Ash Rising
Page 15
Then why had she kissed him?
“Good morning cousin.” The duke had made an especial effort to not sneak up on him, using the door like everyone else. Rize half-smiled at the act of kindness. He could use all the kindness he could get.
“Morning cousin.”
“What an evening!” The duke breezed in, in a spotless white outfit, for some reason carrying a drab travelling cloak on his arm. “To do the Cinderella, of all things! It’s a good thing that there are only about ten ladies still alive in this place, or it might start a trend or something. The tradition was stupid and this was ten times more stupid.”
When this got no response, the duke carried on talking in a gentler tone. “So, I see we are moving on to option B for marriage?” He gestured at Mouse, who tossed her head noddingly. Rize smiled. “Would that I could. But Mouse would not make a very patient monarch.”
The duke smiled wryly, looking him up and down. “And the girl was picked for her… monarching skills? As evidenced by the way she filled out that dress?”
“Actually, yes,” Rize answered, surprising himself. “I didn’t realise it at the time, but when I was with her I did think that she would be an excellent ruler – you know, for these times. She was just, different, like this –” he puffed out his chest theatrically and exhaled with puffed cheeks under the sceptical gaze of the duke. “Fresh air. You know? I feel this simmering panic in people, mixed with the whole prince thing, all the time. And I have to be calm for them, I have to be strong for them. But her… I didn’t need to be strong for her.”
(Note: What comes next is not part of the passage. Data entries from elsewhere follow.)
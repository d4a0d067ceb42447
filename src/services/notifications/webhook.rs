use anyhow::Context;
use async_trait::async_trait;

use super::{ClientNotice, Notifier};

/// Hands notices to an external delivery service as JSON.
pub struct WebhookNotifier {
    url: String,
    client: reqwest::Client,
}

impl WebhookNotifier {
    pub fn new(url: String) -> Self {
        Self {
            url,
            client: reqwest::Client::new(),
        }
    }
}

#[async_trait]
impl Notifier for WebhookNotifier {
    async fn notify(&self, notice: &ClientNotice) -> anyhow::Result<()> {
        self.client
            .post(&self.url)
            .json(notice)
            .send()
            .await
            .context("failed to reach notification endpoint")?
            .error_for_status()
            .context("notification endpoint returned error")?;

        Ok(())
    }
}
//! Booking mutations end to end: load, authorize, validate, reprice,
//! record history, persist.
//!
//! Every mutation runs in a single IMMEDIATE transaction and writes back with
//! an optimistic version check, so two requests racing on the same booking
//! (a client cancelling while the host confirms) cannot both commit, and
//! refund balances are computed against the refunds visible to the writer.

use std::collections::BTreeSet;

use chrono::{DateTime, SecondsFormat, Utc};
use rusqlite::{Connection, Transaction, TransactionBehavior};
use serde::Deserialize;

use crate::db::queries::{self, BookingFilter};
use crate::errors::{AppError, BookingError};
use crate::models::{Actor, ActorRole, Booking, BookingStatus, HistoryEntry, Location, RefundRecord};
use crate::services::pricing::{self, PriceInputs};
use crate::services::refunds::{self, RefundRequest};
use crate::services::{history, transitions};

const DEFAULT_LIST_LIMIT: i64 = 50;
const MAX_LIST_LIMIT: i64 = 500;

#[derive(Debug, Clone, Deserialize)]
pub struct NewBooking {
    pub location_id: String,
    /// Required when an admin books on behalf of a client.
    pub client_id: Option<String>,
    pub start_date: String,
    pub end_date: String,
    #[serde(default = "default_guest_count")]
    pub guest_count: i64,
    #[serde(default)]
    pub selected_addons: BTreeSet<String>,
}

fn default_guest_count() -> i64 {
    1
}

/// Body of `PATCH /api/bookings/:id`. Field edits are applied before the
/// optional status change.
#[derive(Debug, Clone, Default, Deserialize)]
pub struct BookingUpdate {
    pub start_date: Option<String>,
    pub end_date: Option<String>,
    pub guest_count: Option<i64>,
    pub selected_addons: Option<BTreeSet<String>>,
    pub additional_price: Option<i64>,
    pub status: Option<BookingStatus>,
    #[serde(default)]
    pub notify_client: bool,
    pub expected_version: Option<i64>,
}

impl BookingUpdate {
    fn has_field_edits(&self) -> bool {
        self.start_date.is_some()
            || self.end_date.is_some()
            || self.guest_count.is_some()
            || self.selected_addons.is_some()
            || self.additional_price.is_some()
    }
}

#[derive(Debug, Clone, Copy, Deserialize, PartialEq, Eq)]
pub enum PaymentEvent {
    #[serde(rename = "payment.captured")]
    PaymentCaptured,
    #[serde(rename = "refund.completed")]
    RefundCompleted,
}

impl PaymentEvent {
    fn target_status(&self) -> BookingStatus {
        match self {
            PaymentEvent::PaymentCaptured => BookingStatus::Confirmed,
            PaymentEvent::RefundCompleted => BookingStatus::Refunded,
        }
    }
}

#[derive(Debug, Clone)]
pub struct Mutation {
    pub booking: Booking,
    /// False when the request matched the stored state and nothing was written.
    pub changed: bool,
    pub notify_client: bool,
}

#[derive(Debug, Clone, Default, Deserialize)]
pub struct ListQuery {
    pub status: Option<BookingStatus>,
    pub location_id: Option<String>,
    pub limit: Option<i64>,
}

/// Clients may only touch their own bookings, hosts only bookings at their
/// own locations.
pub fn authorize(booking: &Booking, location: &Location, actor: &Actor) -> Result<(), BookingError> {
    let allowed = match actor.role {
        ActorRole::Client => booking.client_id == actor.id,
        ActorRole::Host => location.host_id == actor.id,
        ActorRole::Admin | ActorRole::System => true,
    };
    if allowed {
        Ok(())
    } else {
        Err(BookingError::UnauthorizedActor {
            role: actor.role,
            action: format!("access booking {}", booking.id),
        })
    }
}

/// Applies schedule/guest/add-on/surcharge edits and reprices the booking.
/// Records one history entry listing every changed field, or nothing when
/// the edit matches the current values.
pub fn apply_edit(
    mut booking: Booking,
    location: &Location,
    update: &BookingUpdate,
    actor: &Actor,
    at: DateTime<Utc>,
) -> Result<Booking, BookingError> {
    if !update.has_field_edits() {
        return Ok(booking);
    }
    if !actor.role.is_staff() {
        return Err(BookingError::UnauthorizedActor {
            role: actor.role,
            action: "edit booking details".to_string(),
        });
    }
    if !matches!(
        booking.status,
        BookingStatus::Pending | BookingStatus::PaymentPending | BookingStatus::Confirmed
    ) {
        return Err(BookingError::InvalidBookingState {
            status: booking.status,
            operation: "edit",
        });
    }

    let start = match &update.start_date {
        Some(raw) => pricing::parse_timestamp(raw)?,
        None => booking.start_date,
    };
    let end = match &update.end_date {
        Some(raw) => pricing::parse_timestamp(raw)?,
        None => booking.end_date,
    };
    let end = pricing::effective_end(start, end)?;
    let guest_count = update.guest_count.unwrap_or(booking.guest_count);
    let selected = update
        .selected_addons
        .clone()
        .unwrap_or_else(|| booking.selected_addons.clone());
    let additional_price = update.additional_price.unwrap_or(booking.additional_price);

    let addons = pricing::resolve_addons(location, &selected)?;
    let price = pricing::calculate(&PriceInputs::for_location(
        location,
        start,
        end,
        guest_count,
        &addons,
        additional_price,
    ))?;

    let mut changes = vec![];
    if start != booking.start_date {
        changes.push(format!("start: {} → {}", iso(&booking.start_date), iso(&start)));
    }
    if end != booking.end_date {
        changes.push(format!("end: {} → {}", iso(&booking.end_date), iso(&end)));
    }
    if guest_count != booking.guest_count {
        changes.push(format!("guests: {} → {guest_count}", booking.guest_count));
    }
    if selected != booking.selected_addons {
        changes.push(format!(
            "add-ons: [{}] → [{}]",
            join(&booking.selected_addons),
            join(&selected)
        ));
    }
    if additional_price != booking.additional_price {
        changes.push(format!(
            "additional price: {} → {additional_price}",
            booking.additional_price
        ));
    }
    if changes.is_empty() {
        return Ok(booking);
    }

    let price_delta = price.total - booking.total_price;
    if price_delta != 0 {
        changes.push(format!("total: {} → {}", booking.total_price, price.total));
    }

    booking.start_date = start;
    booking.end_date = end;
    booking.guest_count = guest_count;
    booking.selected_addons = selected;
    booking.additional_price = additional_price;
    booking.total_price = price.total;

    let entry = HistoryEntry {
        seq: booking.next_history_seq(),
        booking_id: booking.id.clone(),
        timestamp: at,
        actor_id: actor.id.clone(),
        change_summary: changes.join("; "),
        price_delta,
        notified_client: update.notify_client,
    };
    booking.record(entry);
    Ok(booking)
}

pub fn create_booking(
    conn: &mut Connection,
    actor: &Actor,
    request: NewBooking,
) -> Result<Booking, AppError> {
    let client_id = match actor.role {
        ActorRole::Client => match request.client_id.as_deref() {
            Some(id) if id != actor.id => {
                return Err(BookingError::UnauthorizedActor {
                    role: actor.role,
                    action: "book on behalf of another client".to_string(),
                }
                .into())
            }
            _ => actor.id.clone(),
        },
        ActorRole::Admin => request
            .client_id
            .clone()
            .filter(|id| !id.trim().is_empty())
            .ok_or_else(|| {
                AppError::BadRequest("client_id is required when booking for a client".into())
            })?,
        ActorRole::Host | ActorRole::System => {
            return Err(BookingError::UnauthorizedActor {
                role: actor.role,
                action: "create bookings".to_string(),
            }
            .into())
        }
    };

    let tx = begin(conn)?;
    let location = load_location(&tx, &request.location_id)?;

    let start = pricing::parse_timestamp(&request.start_date)?;
    let end = pricing::effective_end(start, pricing::parse_timestamp(&request.end_date)?)?;
    let addons = pricing::resolve_addons(&location, &request.selected_addons)?;
    let price = pricing::calculate(&PriceInputs::for_location(
        &location,
        start,
        end,
        request.guest_count,
        &addons,
        0,
    ))?;

    let status = if location.instant_book {
        BookingStatus::PaymentPending
    } else {
        BookingStatus::Pending
    };
    let now = Utc::now();
    let mut booking = Booking {
        id: uuid::Uuid::new_v4().to_string(),
        location_id: location.id.clone(),
        client_id,
        start_date: start,
        end_date: end,
        guest_count: request.guest_count,
        status,
        total_price: price.total,
        additional_price: 0,
        selected_addons: request.selected_addons,
        version: 1,
        created_at: now,
        updated_at: now,
        edit_history: vec![],
    };
    let entry = HistoryEntry {
        seq: booking.next_history_seq(),
        booking_id: booking.id.clone(),
        timestamp: now,
        actor_id: actor.id.clone(),
        change_summary: format!("booking created ({status})"),
        price_delta: price.total,
        notified_client: false,
    };
    booking.record(entry);

    queries::create_booking(&tx, &booking)?;
    history::persist_new(&tx, &booking)?;
    tx.commit()?;

    tracing::info!(
        booking_id = %booking.id,
        location_id = %booking.location_id,
        status = %booking.status,
        total_price = booking.total_price,
        "booking created"
    );
    Ok(booking)
}

pub fn update_booking(
    conn: &mut Connection,
    id: &str,
    actor: &Actor,
    update: BookingUpdate,
) -> Result<Mutation, AppError> {
    let tx = begin(conn)?;
    let booking = load_booking(&tx, id)?;
    let location = load_location(&tx, &booking.location_id)?;
    authorize(&booking, &location, actor)?;

    if let Some(expected) = update.expected_version {
        if expected != booking.version {
            return Err(AppError::Conflict(booking.id));
        }
    }

    let now = Utc::now();
    let recorded_before = booking.history().len();
    let mut booking = apply_edit(booking, &location, &update, actor, now)?;
    if let Some(status) = update.status {
        booking = transitions::transition(booking, status, actor, update.notify_client, now)?;
    }

    let changed = booking.history().len() > recorded_before;
    if changed {
        save(&tx, &mut booking)?;
        tx.commit()?;
        tracing::info!(booking_id = %booking.id, status = %booking.status, version = booking.version, "booking updated");
    }

    Ok(Mutation {
        notify_client: update.notify_client && changed,
        booking,
        changed,
    })
}

pub fn issue_refund(
    conn: &mut Connection,
    id: &str,
    actor: &Actor,
    request: RefundRequest,
) -> Result<(Mutation, RefundRecord), AppError> {
    let tx = begin(conn)?;
    let booking = load_booking(&tx, id)?;
    let location = load_location(&tx, &booking.location_id)?;
    authorize(&booking, &location, actor)?;

    let prior = queries::get_refunds_for_booking(&tx, id)?;
    let (mut booking, record) = refunds::process(booking, &prior, &request, actor, Utc::now())?;

    save(&tx, &mut booking)?;
    queries::insert_refund(&tx, &record)?;
    tx.commit()?;

    Ok((
        Mutation {
            booking,
            changed: true,
            notify_client: request.notify_client,
        },
        record,
    ))
}

/// Payment provider callbacks act as the `system` actor.
pub fn apply_payment_event(
    conn: &mut Connection,
    id: &str,
    event: PaymentEvent,
) -> Result<Mutation, AppError> {
    let tx = begin(conn)?;
    let booking = load_booking(&tx, id)?;
    let recorded_before = booking.history().len();

    let mut booking = transitions::transition(
        booking,
        event.target_status(),
        &Actor::system(),
        true,
        Utc::now(),
    )?;

    let changed = booking.history().len() > recorded_before;
    if changed {
        save(&tx, &mut booking)?;
        tx.commit()?;
    }
    tracing::info!(booking_id = %booking.id, ?event, changed, "payment event applied");

    Ok(Mutation {
        booking,
        changed,
        notify_client: changed,
    })
}

pub fn get_booking(conn: &Connection, id: &str, actor: &Actor) -> Result<Booking, AppError> {
    let booking = load_booking(conn, id)?;
    let location = load_location(conn, &booking.location_id)?;
    authorize(&booking, &location, actor)?;
    Ok(booking)
}

pub fn list_bookings(
    conn: &Connection,
    actor: &Actor,
    query: &ListQuery,
) -> Result<Vec<Booking>, AppError> {
    let limit = query
        .limit
        .unwrap_or(DEFAULT_LIST_LIMIT)
        .clamp(1, MAX_LIST_LIMIT);
    let mut filter = BookingFilter {
        status: query.status,
        location_id: query.location_id.as_deref(),
        limit,
        ..Default::default()
    };
    match actor.role {
        ActorRole::Client => filter.client_id = Some(actor.id.as_str()),
        ActorRole::Host => filter.host_id = Some(actor.id.as_str()),
        ActorRole::Admin | ActorRole::System => {}
    }
    Ok(queries::list_bookings(conn, &filter)?)
}

pub fn booking_history(
    conn: &Connection,
    id: &str,
    actor: &Actor,
) -> Result<Vec<HistoryEntry>, AppError> {
    get_booking(conn, id, actor)?;
    history::entries(conn, id)
}

pub fn booking_refunds(
    conn: &Connection,
    id: &str,
    actor: &Actor,
) -> Result<Vec<RefundRecord>, AppError> {
    get_booking(conn, id, actor)?;
    Ok(queries::get_refunds_for_booking(conn, id)?)
}

fn begin(conn: &mut Connection) -> Result<Transaction<'_>, AppError> {
    Ok(conn.transaction_with_behavior(TransactionBehavior::Immediate)?)
}

fn load_booking(conn: &Connection, id: &str) -> Result<Booking, AppError> {
    queries::get_booking_by_id(conn, id)?
        .ok_or_else(|| BookingError::BookingNotFound(id.to_string()).into())
}

fn load_location(conn: &Connection, id: &str) -> Result<Location, AppError> {
    queries::get_location(conn, id)?
        .ok_or_else(|| BookingError::LocationNotFound(id.to_string()).into())
}

/// Version-checked write plus the history entries recorded since load.
fn save(conn: &Connection, booking: &mut Booking) -> Result<(), AppError> {
    if !queries::update_booking(conn, booking)? {
        return Err(AppError::Conflict(booking.id.clone()));
    }
    history::persist_new(conn, booking)?;
    booking.version += 1;
    Ok(())
}

fn iso(dt: &DateTime<Utc>) -> String {
    dt.to_rfc3339_opts(SecondsFormat::Secs, true)
}

fn join(ids: &BTreeSet<String>) -> String {
    ids.iter().cloned().collect::<Vec<_>>().join(", ")
}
This did seem to make an impression on the duke and something changed behind his eyes. He leaned forward, suddenly serious.
“So, what are we still doing here?”
“What do you mean? She didn’t want the… me.”
“Rize, I was kidding earlier, about the Cinderella thing. Their coach was formed and ordered by a Pathfinder because they had no horses left, Vanita told me on the first night. She ordered it to leave for home at a certain time. Their carriage left at midnight because that was when the clock chimed the hour. As soon as the clock chimed, she ran.”
Rize turned and looked at him full in the face, searching for the joke and finding none. “Really?”
“Really.”
As Rize digested this, his cousin moved over to Mouse and led her gently from her stall, looking her up and down. “Mouse looks ready for a spin… how about you? I made a point of checking where the Rhodopalais estate was after the first night. It’s my custom, how I often get new girls. I listen to when they’re announced and go and ask the footmen which direction their coach came in. Then I go and look it up on one of the maps. And that Vanita did look a delectable thing to me, so I did the same with her.”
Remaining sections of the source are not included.